Once every line below with "transformer" has been counted, state the total and nothing else.

DATA SHOWN section start

//! Logdoc Core - Hexagonal Architecture Implementation
//!
//! This crate provides the domain and application layers for Logdoc, a
//! definition-driven code generator: a `log.xml` definition plus one
//! translation bundle per locale go in, log and translation-bundle classes
//! come out.
//!
//! ## Architecture Overview
//!
//! ```text
//! ┌─────────────────────────────────────────┐
//! │           logdoc-cli (CLI)              │
//! └──────────────────┬──────────────────────┘
//!                    │ calls
//!                    ▼
//! ┌─────────────────────────────────────────┐
//! │         Application Services            │
//! │ (Generator, DefinitionLoader, Resolver) │
//! └──────────────────┬──────────────────────┘
//!                    │ uses
//!                    ▼
//! ┌─────────────────────────────────────────┐
//! │      Application Ports (Traits)         │
//! │ (Filesystem, MarkupParser, Templates)   │
//! └──────────────────┬──────────────────────┘
//!                    │ implemented by
//!                    ▼
//! ┌─────────────────────────────────────────┐
//! │     logdoc-adapters (Infrastructure)    │
//! │ (LocalFilesystem, XmlParser, MiniJinja) │
//! └─────────────────────────────────────────┘
//!                    │
//!                    ▼
//! ┌─────────────────────────────────────────┐
//! │         Domain Layer (Pure Logic)       │
//! │     (LogDef, Schema, Artifact plan)     │
//! └─────────────────────────────────────────┘
//! ```
//!
//! ## Usage
//!
//! ```rust,ignore
//! use std::sync::Arc;
//! use logdoc_core::prelude::*;
//!
//! // Schemas are loaded once, at start-up.
//! let schemas = Arc::new(schema_set);
//!
//! let generator = Generator::new(filesystem, parser, templates, engine, schemas);
//! let report = generator.generate(
//!     "src/main/logdoc".as_ref(),
//!     Some("target/generated-sources".as_ref()),
//!     &GenerateOptions::default(),
//! )?;
//! println!("{} files", report.files.len());
//! ```

// Re-export domain layer (stable, well-defined API)
pub mod domain;

// Re-export application layer (orchestration logic)
pub mod application;

// Re-export error types
pub mod error;

// Public API - what external crates should use
pub mod prelude {
    pub use crate::application::{
        ContentResolver, DefinitionLoader, Filesystem, GenerateOptions, GenerationReport,
        Generator, LoadOptions, MarkupParser, Resolver, TemplateEngine, TemplateStore,
    };
    pub use crate::domain::{
        AccessLevel, DomainName, LogDef, Locale, Schema, SchemaSet, Target, TemplateParams,
        XmlDocument, XmlElement,
    };
    pub use crate::error::{LogdocError, LogdocResult};
}

// Version info
pub const VERSION: &str = env!("CARGO_PKG_VERSION");
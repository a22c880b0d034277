//! Application services - orchestrate use cases.
//!
//! Services coordinate the domain layer and ports to accomplish
//! high-level use cases like "load a definition" or "generate sources".

pub mod definition_loader;
pub mod generator;
pub mod resolver;
pub mod transformer;

#[cfg(test)]
pub(crate) mod test_support;

pub use definition_loader::{DefinitionLoader, LOG_FILE, LoadOptions, LoadedDefinition};
pub use generator::{GenerateOptions, GenerationReport, Generator};
pub use resolver::Resolver;
pub use transformer::Transformer;
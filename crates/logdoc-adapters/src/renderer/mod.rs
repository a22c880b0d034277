//! Template engines.

mod jinja;

pub use jinja::MiniJinjaEngine;
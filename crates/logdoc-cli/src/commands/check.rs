//! Implementation of the `logdoc check` command.

use logdoc_core::application::LoadOptions;
use serde_json::json;
use tracing::instrument;

use crate::{cli::CheckArgs, config::AppConfig, error::CliResult, output::OutputManager};

/// Load and validate a definition; nothing is written.
#[instrument(skip_all, fields(input = %args.input.display()))]
pub fn execute(args: CheckArgs, config: AppConfig, output: OutputManager) -> CliResult<()> {
    let options = LoadOptions {
        strict: !args.lenient && config.generation.strict,
    };

    let generator = super::generator(&config, config.templates.dir.as_deref())?;
    let loaded = generator.check(&args.input, options)?;
    let def = loaded.definition();

    let locales: Vec<&str> = def.locales().map(|l| l.as_str()).collect();
    let domain = if def.domain_name().is_empty() {
        "(default)"
    } else {
        def.domain_name().as_str()
    };

    output.success(&format!("{} is valid", args.input.display()))?;
    output.field("domain", domain)?;
    output.field("access level", def.access_level().as_str())?;
    output.field("locales", &locales.join(", "))?;
    output.field("groups", &def.groups().len().to_string())?;
    output.field("entries", &def.entry_count().to_string())?;
    if !options.strict {
        output.warning("Schema validation was skipped (--lenient)")?;
    }

    output.json(&json!({
        "valid": true,
        "strict": options.strict,
        "domain": def.domain_name().as_str(),
        "access_level": def.access_level().as_str(),
        "locales": locales,
        "groups": def.groups().len(),
        "entries": def.entry_count(),
    }))?;

    Ok(())
}
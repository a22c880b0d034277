//! Unified error handling for Logdoc Core.
//!
//! This module provides a unified error type that wraps domain and application
//! errors, with rich context and user-actionable suggestions.

use thiserror::Error;

use crate::application::ApplicationError;
use crate::domain::DomainError;

/// Root error type for Logdoc Core operations.
///
/// This enum wraps all possible errors that can occur when using logdoc-core,
/// providing a unified interface for error handling. Errors are never
/// retried inside the core: every failure reaches the caller.
#[derive(Debug, Error, Clone)]
pub enum LogdocError {
    /// Errors from the domain layer (definition and schema rules).
    #[error(transparent)]
    Domain(#[from] DomainError),

    /// Errors from the application layer (resolution, templates, output).
    #[error(transparent)]
    Application(#[from] ApplicationError),

    /// Schema or template infrastructure missing. Fatal at start-up.
    #[error("Configuration error: {message}")]
    Configuration { message: String },

    /// Unexpected internal errors (bugs).
    #[error("Internal error: {message}. This is a bug, please report it.")]
    Internal { message: String },
}

impl LogdocError {
    pub fn configuration(message: impl Into<String>) -> Self {
        Self::Configuration {
            message: message.into(),
        }
    }

    /// Get user-actionable suggestions for fixing this error.
    pub fn suggestions(&self) -> Vec<String> {
        match self {
            Self::Domain(e) => e.suggestions(),
            Self::Application(e) => e.suggestions(),
            Self::Configuration { message } => vec![
                format!("Configuration issue: {}", message),
                "Check the schemas.dir and templates.dir settings".into(),
            ],
            Self::Internal { .. } => vec![
                "This appears to be a bug in Logdoc".into(),
                "Please report this issue at: https://github.com/znerd/logdoc-rs/issues".into(),
            ],
        }
    }

    /// Get error category for display/styling purposes.
    pub fn category(&self) -> ErrorCategory {
        match self {
            Self::Domain(e) => match e.category() {
                crate::domain::ErrorCategory::Validation => ErrorCategory::Validation,
                crate::domain::ErrorCategory::InvalidArgument => ErrorCategory::InvalidArgument,
            },
            Self::Application(e) => e.category(),
            Self::Configuration { .. } => ErrorCategory::Configuration,
            Self::Internal { .. } => ErrorCategory::Internal,
        }
    }
}

/// Error categories for UI display.
#[derive(Debug, Clone, Copy, PartialEq, Eq)]
pub enum ErrorCategory {
    Validation,
    InvalidArgument,
    NotFound,
    Filesystem,
    Template,
    Configuration,
    Internal,
}

/// Convenient result type alias.
pub type LogdocResult<T> = Result<T, LogdocError>;

#[cfg(test)]
mod tests {
    use super::*;
    use std::path::PathBuf;

    #[test]
    fn categories_distinguish_loading_from_output_failures() {
        let not_found: LogdocError = ApplicationError::NotFound {
            path: PathBuf::from("translation-bundle-en_US.xml"),
        }
        .into();
        let conflict: LogdocError = ApplicationError::OutputPathConflict {
            path: PathBuf::from("out/org"),
        }
        .into();
        let config: LogdocError = ApplicationError::TemplateConfiguration {
            template: "templates/x.jinja".into(),
            reason: "missing".into(),
        }
        .into();

        assert_eq!(not_found.category(), ErrorCategory::NotFound);
        assert_eq!(conflict.category(), ErrorCategory::Filesystem);
        assert_eq!(config.category(), ErrorCategory::Configuration);
    }

    #[test]
    fn io_source_is_preserved() {
        use std::error::Error as _;

        let err: LogdocError = ApplicationError::io(
            "out/Log.java",
            "write file",
            std::io::Error::new(std::io::ErrorKind::PermissionDenied, "denied"),
        )
        .into();
        assert!(err.to_string().contains("out/Log.java"));
        assert_eq!(err.source().map(|s| s.to_string()), Some("denied".into()));
    }
}
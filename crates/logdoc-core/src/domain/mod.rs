// ============================================================================
//  CLEAN MODULE BOUNDARIES
// ============================================================================

//! Core domain layer for Logdoc.
//!
//! This module contains pure logic with no I/O. Reading files, parsing
//! markup and rendering templates are handled via ports (traits) defined in
//! the application layer.
//!
//! ## Hexagonal Architecture Compliance
//!
//! - **No async**: Domain logic is synchronous
//! - **No I/O**: No filesystem, network, or external calls
//! - **No external crates**: Only std library + thiserror + serde
//! - **Immutable entities**: A `LogDef` is never mutated once assembled
//!
// Public API - what the world sees
pub mod entities;
pub mod error;
pub mod value_objects;

// Private implementation details - not visible outside domain
mod validation;

// Re-exports for convenience
pub use entities::{
    artifact::{Artifact, ArtifactKind, TEMPLATE_ROOT, TemplateParams, template_path},
    common::RelativeRef,
    document::{XmlDocument, XmlElement, XmlNode},
    log_def::{Entry, Group, LogDef},
    schema::{
        AttributeRule, AttributeType, ChildRule, ElementRule, LOG_SCHEMA, Schema, SchemaSet,
        TRANSLATION_BUNDLE_SCHEMA,
    },
};

pub use error::{DomainError, ErrorCategory};

pub use value_objects::{AccessLevel, DomainName, Locale, Target};

pub use validation::DomainValidator;

#[cfg(test)]
mod tests {
    use std::collections::BTreeMap;

    use super::*;

    // ========================================================================
    // Value Object Tests
    // ========================================================================

    #[test]
    fn access_level_renders_template_keyword() {
        assert_eq!(AccessLevel::Public.to_string(), "public");
        assert_eq!(AccessLevel::Protected.to_string(), "protected");
        assert_eq!(AccessLevel::default(), AccessLevel::Protected);
    }

    #[test]
    fn domain_name_segments() {
        let name = DomainName::parse("org.znerd.logdoc").unwrap();
        assert_eq!(name.segments().collect::<Vec<_>>(), ["org", "znerd", "logdoc"]);
    }

    // ========================================================================
    // Validator Tests
    // ========================================================================

    #[test]
    fn validator_checks_root_name() {
        let doc = XmlDocument::new("log.xml", XmlElement::new("logs"));
        let err = DomainValidator::validate_root(&doc, "log").unwrap_err();
        assert!(matches!(err, DomainError::UnexpectedRoot { .. }));
        assert_eq!(err.category(), ErrorCategory::Validation);
    }

    #[test]
    fn schema_violation_suggestions_list_every_problem() {
        let err = DomainError::SchemaViolation {
            schema: "log".into(),
            document: "log.xml".into(),
            violations: vec!["a".into(), "b".into()],
        };
        assert_eq!(err.suggestions().len(), 3);
    }

    // ========================================================================
    // Definition Model Tests
    // ========================================================================

    #[test]
    fn public_definition_binds_public_access_level_everywhere() {
        let root = XmlElement::new("log")
            .with_attribute("domain", "org.znerd")
            .with_attribute("public", "true")
            .with_child(XmlElement::new("translation-bundle").with_attribute("locale", "en_US"));
        let mut bundles = BTreeMap::new();
        bundles.insert(
            "en_US".parse::<Locale>().unwrap(),
            XmlDocument::new("translation-bundle-en_US.xml", XmlElement::new("translation-bundle")),
        );

        let def = LogDef::assemble(XmlDocument::new("log.xml", root), bundles).unwrap();
        let plan = def.plan_artifacts(None);

        assert_eq!(plan.len(), 3);
        for artifact in &plan {
            assert_eq!(artifact.params().get("accesslevel"), Some("public"));
            assert_eq!(artifact.params().get("package_name"), Some("org.znerd"));
        }
    }

    #[test]
    fn invalid_domain_fails_assembly() {
        let root = XmlElement::new("log").with_attribute("domain", "org/../etc");
        let err = LogDef::assemble(XmlDocument::new("log.xml", root), BTreeMap::new()).unwrap_err();
        assert!(matches!(err, DomainError::InvalidDomainName { .. }));
    }
}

DATA SHOWN section end

- _ANSWER TO THE PROBLEM_
2